Wuxi spareribs (无锡排骨)
Makes 2 servings
18 oz (510 g) pork spareribs, cut in half crosswise by your butcher
2 scallions, cut into 2-inch (5 cm) pieces
One 2-inch (5 cm) piece ginger, cut into 1/4-inch-thick (6 mm) pieces
2 tablespoons dark soy sauce
1 tablespoon light soy sauce
2 tablespoons Shaoxing wine
3 tablespoons sugar
One 2-inch (5 cm) Chinese cinnamon stick
2 star anise pods
1 tablespoon red yeast rice (see note below)
1 teaspoon vegetable oil
Salt and freshly ground white pepper
- Cut the ribs into single-bone pieces. Rub them with one tablespoon of salt and cure for 12 hours in the refrigerator.
- Blanch the ribs in boiling water for 3 minutes. Drain and rinse the ribs in a colander. Pat dry.
- Heat the oil in a pot over medium-high heat. Add the scallions, ginger, star anise, cinnamon, and cloves, and stir-fry for 30 seconds, or until fragrant. Add the ribs and Shaoxing wine and stir for another 30 seconds. Add the dark and light soy sauces. Stir and mix until the ribs are well coated with the sauce, about 30 seconds.
- Add water just enough to cover the ribs. Bring the liquid to a boil and reduce to a simmer. Make a loose packet of red yeast rice with cheesecloth, leaving room for the rice to double in size during cooking. Add the packet to the braising liquid.
- Simmer for about 1 hour over low heat until the ribs are tender. Skim the fat and impurities that rise to the top from time to time.
- Remove the ribs from the braising liquid and keep warm. Strain the liquid through a fine sieve into a clean pot. Add the sugar and bring to a boil. Reduce the liquid to 2/3 cup (160 ml), about 10 minutes. Return the ribs back to the pot. Stir and mix to coat them with the sauce. Continue to reduce the sauce by half, or until it’s richly flavored and syrupy. Adjust seasoning as needed.
- Serve immediately with steamed rice and freshly brewed black or oolong tea.
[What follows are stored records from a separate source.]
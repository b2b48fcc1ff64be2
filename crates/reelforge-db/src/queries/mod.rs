//! Database query modules.

pub mod chunk_groups;
pub mod encodings;
pub mod media;
pub mod profiles;
pub mod trim_requests;
//! Fan-in: fold a finished chunk group back into one rendition.
//!
//! Any number of chunk finishers may race here. Finalization is claimed
//! through a unique (group, profile) row inside the same transaction that
//! writes the final record, so exactly one of them commits; the others
//! roll back and discard their work.

use super::{paths, Orchestrator};
use chrono::DateTime;
use reelforge_av::Workspace;
use reelforge_common::{Error, EncodingStatus, MediaId, Result};
use reelforge_db::get_conn;
use reelforge_db::models::{EncodeProfile, Encoding};
use reelforge_db::queries::encodings::FinalEncoding;
use reelforge_db::queries::{chunk_groups, encodings, media};
use rusqlite::Connection;
use std::path::{Path, PathBuf};

/// Outcome of a committed finalization.
struct Folded {
    record: Encoding,
    chunks: Vec<Encoding>,
    superseded: Vec<Encoding>,
}

/// Chunk logs in segment order, each under a header.
fn aggregate_logs(chunks: &[&Encoding]) -> String {
    chunks
        .iter()
        .enumerate()
        .map(|(i, c)| format!("--- chunk {i} ({}) ---\n{}", c.id, c.logs))
        .collect::<Vec<_>>()
        .join("\n")
}

/// Wall-clock span from the earliest chunk start to the latest chunk update.
/// Falls back to the summed run times when timestamps are unusable.
fn span_secs(chunks: &[&Encoding]) -> f64 {
    let parse = |s: &str| DateTime::parse_from_rfc3339(s).ok();
    let start = chunks
        .iter()
        .filter_map(|c| c.started_at.as_deref().and_then(parse))
        .min();
    let end = chunks.iter().filter_map(|c| parse(&c.updated_at)).max();
    match (start, end) {
        (Some(start), Some(end)) if end >= start => {
            (end - start).num_milliseconds() as f64 / 1000.0
        }
        _ => chunks.iter().map(|c| c.total_run_time_secs).sum(),
    }
}

/// Insert the final record, claim the group and fold its chunks, all in one
/// transaction. Returns `None` when another finisher holds the claim.
///
/// `staged` is moved to its destination while the claim is held.
fn commit_group(
    conn: &Connection,
    group_key: &str,
    fin: &FinalEncoding,
    staged: Option<(Workspace, &Path, &Path)>,
) -> Result<Option<Folded>> {
    let tx = conn
        .unchecked_transaction()
        .map_err(|e| Error::database(e.to_string()))?;

    let (record, superseded) = encodings::insert_final(&tx, fin)?;
    if !chunk_groups::claim_finalization(&tx, group_key, fin.profile_id, record.id, fin.status)? {
        return Ok(None);
    }

    if let Some((workspace, produced, destination)) = staged {
        workspace.finalize(produced, destination)?;
    }

    let chunks = encodings::delete_group_chunks(&tx, group_key, fin.profile_id)?;
    tx.commit().map_err(|e| Error::database(e.to_string()))?;

    Ok(Some(Folded {
        record,
        chunks,
        superseded,
    }))
}

impl Orchestrator {
    /// Concatenate a group's chunk outputs for `profile` once every segment
    /// has a successful chunk. Does nothing while the group is incomplete.
    pub(crate) async fn try_finalize_group(
        &self,
        group_key: &str,
        profile: &EncodeProfile,
    ) -> Result<()> {
        let (group, chunks, media) = {
            let conn = get_conn(&self.pool)?;
            let Some(group) = chunk_groups::get_group(&conn, group_key)? else {
                return Ok(());
            };
            if chunk_groups::is_finalized(&conn, group_key, profile.id)? {
                return Ok(());
            }
            let chunks = encodings::list_group(&conn, group_key, profile.id)?;
            let media = media::require_media(&conn, group.media_id)?;
            (group, chunks, media)
        };

        let mut ordered: Vec<&Encoding> = Vec::with_capacity(group.segments.len());
        for segment in &group.segments {
            let done = chunks.iter().find(|c| {
                c.status == EncodingStatus::Success
                    && c.has_output()
                    && c.chunk_source_path.as_deref() == Some(segment.as_str())
            });
            match done {
                Some(chunk) => ordered.push(chunk),
                None => {
                    tracing::debug!(group = %group_key, profile = %profile.name, "chunk group incomplete");
                    return Ok(());
                }
            }
        }

        let inputs: Vec<PathBuf> = ordered
            .iter()
            .filter_map(|c| c.output_path.as_deref().map(PathBuf::from))
            .collect();
        let logs = aggregate_logs(&ordered);
        let run_time = span_secs(&ordered);

        let workspace = Workspace::new_in(&self.config.work_dir(), "concat-")?;
        let produced = workspace.temp_file(&format!("joined.{}", profile.extension));
        let list = workspace.temp_file("segments.txt");

        if let Err(e) = self
            .tools
            .concat(&inputs, &list, &produced, self.config.timeouts.concat())
            .await
        {
            tracing::warn!(group = %group_key, profile = %profile.name, error = %e, "chunk concatenation failed");
            let logs = format!("{logs}\nconcatenation failed: {e}");
            return self.fail_group(group_key, profile, media.id, &logs).await;
        }

        let destination = paths::rendition_path(&self.config.storage.media_root, profile, &media);
        let fin = FinalEncoding {
            media_id: media.id,
            profile_id: profile.id,
            status: EncodingStatus::Success,
            output_path: Some(destination.to_string_lossy().into_owned()),
            logs,
            total_run_time_secs: run_time,
            chunk_group_key: Some(group_key.to_string()),
        };

        let committed = {
            let conn = get_conn(&self.pool)?;
            commit_group(&conn, group_key, &fin, Some((workspace, &produced, &destination)))
        };
        let folded = match committed {
            Ok(Some(folded)) => folded,
            Ok(None) => {
                tracing::debug!(group = %group_key, profile = %profile.name, "group already finalized elsewhere");
                return Ok(());
            }
            Err(e) => {
                let lost_race = get_conn(&self.pool)
                    .and_then(|conn| chunk_groups::is_finalized(&conn, group_key, profile.id))
                    .unwrap_or(false);
                if lost_race {
                    tracing::debug!(group = %group_key, profile = %profile.name, error = %e, "group finalized elsewhere, discarding");
                    return Ok(());
                }
                tracing::error!(group = %group_key, profile = %profile.name, error = %e, "finalizing chunk group failed");
                let logs = format!("{}\nfinalization failed: {e}", fin.logs);
                return self.fail_group(group_key, profile, media.id, &logs).await;
            }
        };

        tracing::info!(
            encoding_id = %folded.record.id,
            media_id = %media.id,
            group = %group_key,
            profile = %profile.name,
            chunks = folded.chunks.len(),
            run_time_secs = run_time,
            "chunk group finalized"
        );

        self.discard_records(&folded.superseded, Some(&destination));
        self.discard_records(&folded.chunks, None);
        self.after_rendition(media.id, profile).await
    }

    /// Record a failed rendition for a chunk group and drop its chunks,
    /// killing any that are still running.
    pub(crate) async fn fail_group(
        &self,
        group_key: &str,
        profile: &EncodeProfile,
        media_id: MediaId,
        logs: &str,
    ) -> Result<()> {
        let fin = FinalEncoding {
            media_id,
            profile_id: profile.id,
            status: EncodingStatus::Fail,
            output_path: None,
            logs: logs.to_string(),
            total_run_time_secs: 0.0,
            chunk_group_key: Some(group_key.to_string()),
        };

        let (committed, leftovers) = {
            let conn = get_conn(&self.pool)?;
            match commit_group(&conn, group_key, &fin, None)? {
                Some(folded) => (Some(folded), Vec::new()),
                None => (None, encodings::delete_group_chunks(&conn, group_key, profile.id)?),
            }
        };

        match committed {
            Some(folded) => {
                tracing::warn!(
                    encoding_id = %folded.record.id,
                    media_id = %media_id,
                    group = %group_key,
                    profile = %profile.name,
                    chunks = folded.chunks.len(),
                    "chunk group failed"
                );
                self.discard_records(&folded.superseded, None);
                self.discard_records(&folded.chunks, None);
            }
            None => self.discard_records(&leftovers, None),
        }

        self.refresh_status(media_id)?;
        Ok(())
    }
}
Red yeast rice (红曲米) is the product of yeast (Monascuspurpureus) grown on rice, a method invented more than a thousand years ago in China. In Chinese cuisine, it’s used as a natural coloring to give dishes a bright red color, such as Peking duck and Cantonese char siu. It is available in Chinese grocery stores. Omit it if you can’t find any.